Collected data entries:
================================

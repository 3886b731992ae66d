//! Core library for the token ring LAN simulation.
//!
//! This crate provides the fundamental abstractions for the simulation:
//! - Nodes and their kinds (plain node, workstation, printer)
//! - Packets and printer accounting
//! - The network arena and its consistency rules
//! - Broadcast and print traversal of the ring
//! - Plain text, HTML and XML renderings
//! - JSON topology descriptions

pub mod error;
pub mod network;
pub mod node;
pub mod packet;
pub mod render;
pub mod ring;
pub mod topology;
mod traversal;

pub use error::{Error, Inconsistency, Result};
pub use network::Network;
pub use node::{Format, Node, NodeId, NodeKind};
pub use packet::Packet;
pub use ring::{RingBuilder, RingWalk};
pub use topology::Topology;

================================

Exercise aim: Considering the entries above, how many lines contain "network"? Give that number with nothing else.

Solution: 3